Honestly, I cringe when I look over the title I just typed in. Maybe I should add a smiley face or two. There’s just no way of dodging the darkness created by the juxtaposition of those two words.
What might be the most widely read story in 19th century American literature, Nathaniel Hawthorne’s “Young Goodman Brown,” is the tale of a man who becomes so convinced of the darkness of the human soul that he loses nothing less than joy itself. “His dying hour was gloom”—or so reads the final doleful line of that sad tale.
And it's not just the theological belief that wears a black robe; it’s also the belief in that belief.
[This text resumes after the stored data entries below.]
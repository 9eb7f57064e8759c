//! Configuration for Gatehouse
//!
//! Layering order: defaults, config file, environment, command line.

mod loader;
mod types;

pub use loader::{ConfigLoader, ENV_PREFIX};
pub use types::*;
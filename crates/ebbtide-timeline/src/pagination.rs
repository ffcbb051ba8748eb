//! Per-direction pagination state machine.
//!
//! Each direction is an independent `watch`-published [`PaginationStatus`].
//! [`PaginationTracker::try_begin`] is the only way to move a direction into
//! `is_paginating` and it is atomic (the check-and-set runs inside the watch
//! channel's send lock), so at most one request per direction is ever in
//! flight. The returned [`PaginationGuard`] resets the status if the caller
//! is cancelled mid-request — a dropped future must not wedge the direction.
//!
//! `start_of_timeline_reached` is a monotonic latch: it encodes a durable
//! fact about history exhaustion and never reverts within a session.

use std::sync::Arc;
use std::sync::atomic::{AtomicBool, Ordering};

use tokio::sync::watch;
use tracing::{debug, info};

use ebbtide_types::{PaginationDirection, PaginationStatus};

#[derive(Debug)]
pub(crate) struct PaginationTracker {
    backwards: watch::Sender<PaginationStatus>,
    forwards: watch::Sender<PaginationStatus>,
    start_reached: AtomicBool,
}

impl PaginationTracker {
    /// A live timeline starts with forwards exhausted (new events arrive by
    /// push); a detached view has both directions open.
    pub fn new(is_live: bool) -> Self {
        Self {
            backwards: watch::channel(PaginationStatus::idle(true)).0,
            forwards: watch::channel(PaginationStatus::idle(!is_live)).0,
            start_reached: AtomicBool::new(false),
        }
    }

    fn sender(&self, direction: PaginationDirection) -> &watch::Sender<PaginationStatus> {
        match direction {
            PaginationDirection::Backwards => &self.backwards,
            PaginationDirection::Forwards => &self.forwards,
        }
    }

    /// Observe one direction's status, replay-latest.
    pub fn subscribe(&self, direction: PaginationDirection) -> watch::Receiver<PaginationStatus> {
        self.sender(direction).subscribe()
    }

    pub fn status(&self, direction: PaginationDirection) -> PaginationStatus {
        *self.sender(direction).borrow()
    }

    /// Whether the beginning of the room's history has been reached.
    /// Monotonic within a session.
    pub fn start_of_timeline_reached(&self) -> bool {
        self.start_reached.load(Ordering::Acquire)
    }

    /// Atomically claim the in-flight slot for `direction`. Returns `None`
    /// when a request is already running or there is nothing more to load —
    /// the caller's no-op `Ok(false)` path, with no transport contact.
    pub fn try_begin(self: &Arc<Self>, direction: PaginationDirection) -> Option<PaginationGuard> {
        let mut claimed = false;
        self.sender(direction).send_if_modified(|status| {
            if status.can_paginate() {
                status.is_paginating = true;
                claimed = true;
                true
            } else {
                false
            }
        });
        if claimed {
            debug!(%direction, "pagination started");
            Some(PaginationGuard {
                tracker: Arc::clone(self),
                direction,
                armed: true,
            })
        } else {
            None
        }
    }

    fn settle(&self, direction: PaginationDirection, reached_end: Option<bool>) {
        if reached_end == Some(true) && direction == PaginationDirection::Backwards {
            if !self.start_reached.swap(true, Ordering::AcqRel) {
                info!("start of timeline reached");
            }
        }
        let latched = direction == PaginationDirection::Backwards
            && self.start_of_timeline_reached();
        self.sender(direction).send_modify(|status| {
            status.is_paginating = false;
            if let Some(reached_end) = reached_end {
                status.has_more_to_load = !(reached_end || latched);
            }
            // On failure (reached_end = None) has_more_to_load is left
            // unchanged so the caller may retry.
        });
    }
}

/// In-flight pagination claim. `finish` records the page outcome; dropping
/// the guard without finishing (transport error, caller cancelled) returns
/// the direction to idle with `has_more_to_load` unchanged.
#[derive(Debug)]
pub(crate) struct PaginationGuard {
    tracker: Arc<PaginationTracker>,
    direction: PaginationDirection,
    armed: bool,
}

impl PaginationGuard {
    pub fn finish(mut self, reached_end: bool) {
        self.armed = false;
        self.tracker.settle(self.direction, Some(reached_end));
    }
}

impl Drop for PaginationGuard {
    fn drop(&mut self) {
        if self.armed {
            debug!(direction = %self.direction, "pagination abandoned, returning to idle");
            self.tracker.settle(self.direction, None);
        }
    }
}
//! Ordered item store, diff applier, and replay-latest publisher.
//!
//! The list machinery shared by the timeline and room-list engines:
//! a [`ListDiff`] vocabulary of index-addressed mutations, an
//! [`ObservableList`] store that applies them one at a time under a single
//! logical writer, and a watch-channel publisher that fans the store out to
//! any number of subscribers with replay-latest semantics.
//!
//! Item-type agnostic: the timeline instantiates it with `TimelineItem`,
//! the room list with `RoomSummary`.

mod diff;
mod store;

pub use diff::{DiffEffect, DiffError, ListDiff};
pub use store::ObservableList;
My grandfather, a Dutch Calvinist, was capable of taking a kind of morbid pleasure in his own depravity; when he’d consider the nature of his own sin, the darkness he perceived in his soul his soul would make him weep. Those very tears were a kind of release.
What there is of him in me is, quite frankly, a haunting question.
I have this much at least: a firm belief in original sin. I’ve watched too much television not to have it, read too many books about the Holocaust, felt horror at what white people—my own good, Christian white people—have done to Native Americans. I’ve seen my daughter through junior high, for pity sake; I know that even little girls can be spiteful as Satan. I’ve sat in poison rooms with two people who feel nothing but hate for each other, even though they’re married, maybe because they are. I’ve felt the grip of silence between people who haven’t spoken for decades.
What’s worse, I’ve felt my own original sin in every last manifestation—pride, envy, wrath, sloth, lechery, avarice, gluttony—each one of the old seven deadlies. I own them all; at times, they own me. I honestly believe it would be nice to have faith in the eternal goodness of the human character, but such a faith would be, to me, simple-minded.
Sin is a condition, like dandruff, only infinitely worse of
course, because the end of the road it creates in our lives is perdition, hell,
destruction—both here and in the hereafter.
What David suggests in the first two verses of Psalm 32 is that not only our transgressions—those things we commit, knowing better—but also our original sin, the factory-built condition of the human heart we inherited from Uncle Adam and Aunt Eve, our sin, “not in part, but the whole/is nailed to the cross/and I bear it no more;/Praise the Lord, praise the Lord, O, my soul.”